LA VOCE ARANCIONE. Il Blog di Matteo Cazzulani

GAS: LA GERMANIA CERCA LA MEDIAZIONE INTERNA SULLO SHALE

Posted in Guerra del gas by matteocazzulani on February 12, 2013

Il Governo tedesco propone un compromesso sull’oro blu non convenzionale tra le due Camere del Parlamento Federale. La maggioranza di crisitiano-democratici e liberali alla Camera Bassa è favorevole allo sfruttamento dello shale, mentre l’opposizione di socialdemocratici, sinistra e verdi, che controlla il Bundesrat, è contraria all’oro blu non convenzionale. 

La presenza dello Shale in Europa e il parere espresso dai Governi UE. FONTE THE ECONOMIST

La presenza dello Shale in Europa e il parere espresso dai Governi UE. FONTE THE ECONOMIST

Sullo shale la Germania vuole una decisione in breve tempo, anche con misure restrittive. Nella giornata di lunedì, 11 Febbraio, il Ministro dell’Ambiente tedesco, Peter Altmaier, ha dichiarato di volere limitare le operazioni di ricerca e sfruttamento del gas shale, senza però vietarne la possibile estrazione.

Nello specifico, il Ministro Altmaier ha preventivato l’obbligo di attuare ricerche di gas non convenzionale solo in luoghi certificati come sicuri da una precedente indagine ambientale, ed ha aggiunto la necessità di vietare le operazioni nei pressi di siti ad alto pericolo di dissesto idrogeologico.

La posizione del Governo tedesco è una mediazione volta al superamento di uno scoglio istituzionale rappresentato dal precario equilibrio delle forze in Parlamento.
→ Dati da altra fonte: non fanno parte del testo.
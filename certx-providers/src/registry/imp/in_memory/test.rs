use time::{
    macros::{date, datetime},
    OffsetDateTime,
};

use super::InMemoryRegistry;
use crate::{
    common_models::{
        certificate::{CertificateFile, CertificateId, CertificateStatus, CredentialDescriptor},
        credential_type::{CredentialType, ValidityOption, ValidityPeriod},
        user::{User, UserRole},
    },
    registry::{
        error::RegistryError,
        model::{
            CertificateFilters, CreateUserRequest, ExpirationUpdate, IssueCertificateRequest,
            ReuploadCertificateRequest, ReuploadSource, TransferCertificateRequest,
            UploadCertificateRequest, VerifiedStatus,
        },
        RegistryClient,
    },
    session::Session,
    util::clock::fixed_clock,
};

const ADDRESS: &str = "0x52908400098527886E0F7030069857D2E4169EE7";

fn user(id: &str, role: UserRole) -> User {
    User {
        id: id.into(),
        email: format!("{id}@example.org"),
        name: id.to_owned(),
        address: role.is_administrative().then(|| ADDRESS.to_owned()),
        role,
        enabled: true,
    }
}

fn session(user: &User) -> Session {
    Session::new(user.to_owned(), "token")
}

fn file() -> CertificateFile {
    CertificateFile {
        file_name: "scan.pdf".to_owned(),
        content_type: "application/pdf".to_owned(),
        content: vec![1, 2, 3],
    }
}

struct Fixture {
    registry: InMemoryRegistry,
    holder: User,
    admin: User,
    super_admin: User,
}

async fn fixture(now: OffsetDateTime) -> Fixture {
    let registry = InMemoryRegistry::with_clock("https://verify.example.org", fixed_clock(now));
    let holder = user("holder", UserRole::User);
    let admin = user("admin", UserRole::Admin);
    let super_admin = user("root", UserRole::SuperAdmin);

    for user in [&holder, &admin, &super_admin] {
        registry.insert_user(user.to_owned()).await;
    }
    registry
        .insert_credential_type(CredentialType {
            id: "license".into(),
            name: "License".to_owned(),
            is_permanent: false,
        })
        .await;
    registry
        .insert_validity_option(ValidityOption {
            id: "1y".into(),
            credential_type_id: "license".into(),
            period: ValidityPeriod::Months(12),
            note: None,
        })
        .await;

    Fixture {
        registry,
        holder,
        admin,
        super_admin,
    }
}

async fn upload(fixture: &Fixture) -> CertificateId {
    fixture
        .registry
        .upload_certificate(
            &session(&fixture.holder),
            UploadCertificateRequest {
                file: file(),
                holder_name: "Ana Holder".to_owned(),
                descriptor: CredentialDescriptor::credential_type("license"),
                issued_date: Some(date!(2024 - 01 - 31)),
            },
        )
        .await
        .unwrap()
        .id
}

fn approval() -> ExpirationUpdate {
    ExpirationUpdate {
        issued_date: date!(2024 - 01 - 31),
        expiration_date: None,
        validity_option_id: Some("1y".into()),
    }
}

fn reupload_request() -> ReuploadCertificateRequest {
    ReuploadCertificateRequest {
        source: ReuploadSource::OriginalFile,
        note: "better scan".to_owned(),
        holder_name: "Ana Holder".to_owned(),
        descriptor: CredentialDescriptor::credential_type("license"),
        issued_date: date!(2024 - 01 - 31),
    }
}

#[tokio::test]
async fn test_approve_computes_expiration_from_option() {
    let fixture = fixture(datetime!(2024-06-01 12:00 UTC)).await;
    let id = upload(&fixture).await;

    fixture
        .registry
        .approve_certificate(&session(&fixture.admin), &id, approval())
        .await
        .unwrap();

    let certificate = fixture.registry.certificate(&id).await.unwrap();
    assert_eq!(certificate.status, CertificateStatus::Valid);
    assert_eq!(certificate.expiration_date, Some(date!(2025 - 01 - 31)));
    assert_eq!(certificate.validity_option_id, Some("1y".into()));
    assert_eq!(certificate.uploader_id, Some(fixture.holder.id.to_owned()));
}

#[tokio::test]
async fn test_holder_may_not_approve() {
    let fixture = fixture(datetime!(2024-06-01 12:00 UTC)).await;
    let id = upload(&fixture).await;

    let error = fixture
        .registry
        .approve_certificate(&session(&fixture.holder), &id, approval())
        .await
        .unwrap_err();

    assert!(matches!(error, RegistryError::Forbidden(_)));
}

#[tokio::test]
async fn test_registry_uses_its_own_account_state() {
    let fixture = fixture(datetime!(2024-06-01 12:00 UTC)).await;
    let id = upload(&fixture).await;

    let mut disabled = fixture.admin.to_owned();
    disabled.enabled = false;
    fixture.registry.insert_user(disabled).await;

    // the session still claims an enabled account
    let error = fixture
        .registry
        .approve_certificate(&session(&fixture.admin), &id, approval())
        .await
        .unwrap_err();
    assert!(matches!(error, RegistryError::Forbidden(_)));

    let unknown = user("ghost", UserRole::SuperAdmin);
    let error = fixture
        .registry
        .list_certificates(&session(&unknown), &CertificateFilters::first_page(10))
        .await
        .unwrap_err();
    assert!(matches!(error, RegistryError::Unauthorized(_)));
}

#[tokio::test]
async fn test_reupload_lifecycle() {
    let fixture = fixture(datetime!(2024-06-01 12:00 UTC)).await;
    let id = upload(&fixture).await;

    fixture
        .registry
        .reject_certificate(&session(&fixture.admin), &id, "blurry", true)
        .await
        .unwrap();

    fixture
        .registry
        .reupload_certificate(&session(&fixture.holder), &id, reupload_request())
        .await
        .unwrap();

    let second = fixture
        .registry
        .reupload_certificate(&session(&fixture.holder), &id, reupload_request())
        .await
        .unwrap_err();
    assert!(matches!(second, RegistryError::Conflict(_)));

    let page = fixture
        .registry
        .list_certificates(&session(&fixture.holder), &CertificateFilters::first_page(10))
        .await
        .unwrap();
    assert_eq!(page.items.len(), 2);
    let resubmission = &page.items[0];
    assert!(resubmission.is_pending_resubmission_of(&id));
    assert_eq!(resubmission.reupload_note.as_deref(), Some("better scan"));

    let rejected = fixture.registry.certificate(&id).await.unwrap();
    assert_eq!(rejected.status, CertificateStatus::Rejected);
    assert_eq!(rejected.rejection_reason.as_deref(), Some("blurry"));
}

#[tokio::test]
async fn test_reupload_refused_when_not_allowed() {
    let fixture = fixture(datetime!(2024-06-01 12:00 UTC)).await;
    let id = upload(&fixture).await;

    fixture
        .registry
        .reject_certificate(&session(&fixture.admin), &id, "forged", false)
        .await
        .unwrap();

    let error = fixture
        .registry
        .reupload_certificate(&session(&fixture.holder), &id, reupload_request())
        .await
        .unwrap_err();

    assert!(matches!(error, RegistryError::Rejected(_)));
}

#[tokio::test]
async fn test_expired_certificate_cannot_be_revoked() {
    let fixture = fixture(datetime!(2025-02-01 00:00:01 UTC)).await;
    let id = upload(&fixture).await;

    fixture
        .registry
        .approve_certificate(&session(&fixture.admin), &id, approval())
        .await
        .unwrap();

    let error = fixture
        .registry
        .revoke_certificate(&session(&fixture.admin), &id)
        .await
        .unwrap_err();

    assert!(matches!(error, RegistryError::Conflict(_)));
}

#[tokio::test]
async fn test_issue_and_verify() {
    let fixture = fixture(datetime!(2024-06-01 12:00 UTC)).await;

    let issued = fixture
        .registry
        .issue_certificate(
            &session(&fixture.admin),
            IssueCertificateRequest {
                file: file(),
                holder_name: "Ana Holder".to_owned(),
                descriptor: CredentialDescriptor::credential_type("license"),
                issued_date: date!(2024 - 03 - 15),
                expiration_date: Some(date!(2024 - 12 - 31)),
                validity_option_id: None,
                recipient_user_id: Some(fixture.holder.id.to_owned()),
            },
        )
        .await
        .unwrap();

    assert_eq!(
        issued.verify_url,
        Some(format!("https://verify.example.org/{}", issued.hash))
    );

    let record = fixture.registry.verify_by_hash(&issued.hash).await.unwrap();
    assert_eq!(record.status, VerifiedStatus::Valid);
    assert_eq!(
        record.certificate.unwrap().expiration_date.as_deref(),
        Some("2024-12-31")
    );

    fixture
        .registry
        .revoke_certificate(
            &session(&fixture.super_admin),
            &fixture
                .registry
                .list_certificates(
                    &session(&fixture.admin),
                    &CertificateFilters::first_page(1),
                )
                .await
                .unwrap()
                .items[0]
                .id,
        )
        .await
        .unwrap();

    let record = fixture.registry.verify_by_hash(&issued.hash).await.unwrap();
    assert_eq!(record.status, VerifiedStatus::Revoked);
}

#[tokio::test]
async fn test_pending_certificate_is_not_verifiable() {
    let fixture = fixture(datetime!(2024-06-01 12:00 UTC)).await;
    let id = upload(&fixture).await;
    let certificate = fixture.registry.certificate(&id).await.unwrap();

    let record = fixture
        .registry
        .verify_by_hash(&certificate.doc_hash)
        .await
        .unwrap();

    assert_eq!(record.status, VerifiedStatus::NotFound);
}

#[tokio::test]
async fn test_transfer_reassigns_holder() {
    let fixture = fixture(datetime!(2024-06-01 12:00 UTC)).await;
    let id = upload(&fixture).await;
    let new_holder = user("heir", UserRole::User);
    fixture.registry.insert_user(new_holder.to_owned()).await;

    fixture
        .registry
        .approve_certificate(&session(&fixture.admin), &id, approval())
        .await
        .unwrap();

    let request = TransferCertificateRequest {
        new_user_id: new_holder.id.to_owned(),
        note: "name change".to_owned(),
        display_name_override: None,
    };

    let error = fixture
        .registry
        .transfer_certificate(&session(&fixture.admin), &id, request.to_owned())
        .await
        .unwrap_err();
    assert!(matches!(error, RegistryError::Forbidden(_)));

    fixture
        .registry
        .transfer_certificate(&session(&fixture.super_admin), &id, request)
        .await
        .unwrap();

    let certificate = fixture.registry.certificate(&id).await.unwrap();
    assert_eq!(certificate.holder_id, Some(new_holder.id));
    assert_eq!(certificate.holder_name, "heir");
}

#[tokio::test]
async fn test_list_pagination_and_visibility() {
    let fixture = fixture(datetime!(2024-06-01 12:00 UTC)).await;
    for _ in 0..3 {
        upload(&fixture).await;
    }

    let page = fixture
        .registry
        .list_certificates(
            &session(&fixture.admin),
            &CertificateFilters {
                page: 2,
                limit: 2,
                q: Some("ANA".to_owned()),
                status: Some(CertificateStatus::Pending),
            },
        )
        .await
        .unwrap();
    assert_eq!(page.items.len(), 1);
    assert_eq!(page.pagination.total, 3);
    assert_eq!(page.pagination.total_pages, 2);

    let stranger = user("stranger", UserRole::User);
    fixture.registry.insert_user(stranger.to_owned()).await;
    let page = fixture
        .registry
        .list_certificates(&session(&stranger), &CertificateFilters::first_page(10))
        .await
        .unwrap();
    assert!(page.items.is_empty());
}

#[tokio::test]
async fn test_only_super_admin_creates_administrators() {
    let fixture = fixture(datetime!(2024-06-01 12:00 UTC)).await;
    let request = CreateUserRequest {
        email: "new-admin@example.org".to_owned(),
        name: "New Admin".to_owned(),
        address: Some(ADDRESS.to_owned()),
        role: UserRole::Admin,
    };

    let error = fixture
        .registry
        .create_user(&session(&fixture.admin), request.to_owned())
        .await
        .unwrap_err();
    assert!(matches!(error, RegistryError::Forbidden(_)));

    let created = fixture
        .registry
        .create_user(&session(&fixture.super_admin), request.to_owned())
        .await
        .unwrap();
    assert_eq!(created.address.as_deref(), Some(ADDRESS));

    let duplicate = fixture
        .registry
        .create_user(&session(&fixture.super_admin), request)
        .await
        .unwrap_err();
    assert!(matches!(duplicate, RegistryError::Conflict(_)));
}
La maggioranza, composta dai cristiano-democratici della CDU-CSU e dai liberali della FDP, controlla la Camera Bassa, mentre il blocco di opposizione, formato dai socialdemocratici della SPD, dalla Sinistra e dai Verdi, possiede la maggioranza al Bundesrat.

Se da un lato la coalizione di Governo sostiene la posizione del Cancelliere Angela Merkel in sostegno all’avvio delle operazioni di sfruttamento dello shale in Germania, la minoranza rosso-verde ha approvato al Bundesrat una mozione per istituire un veto nazionale sull’estrazione di gas non convenzionale.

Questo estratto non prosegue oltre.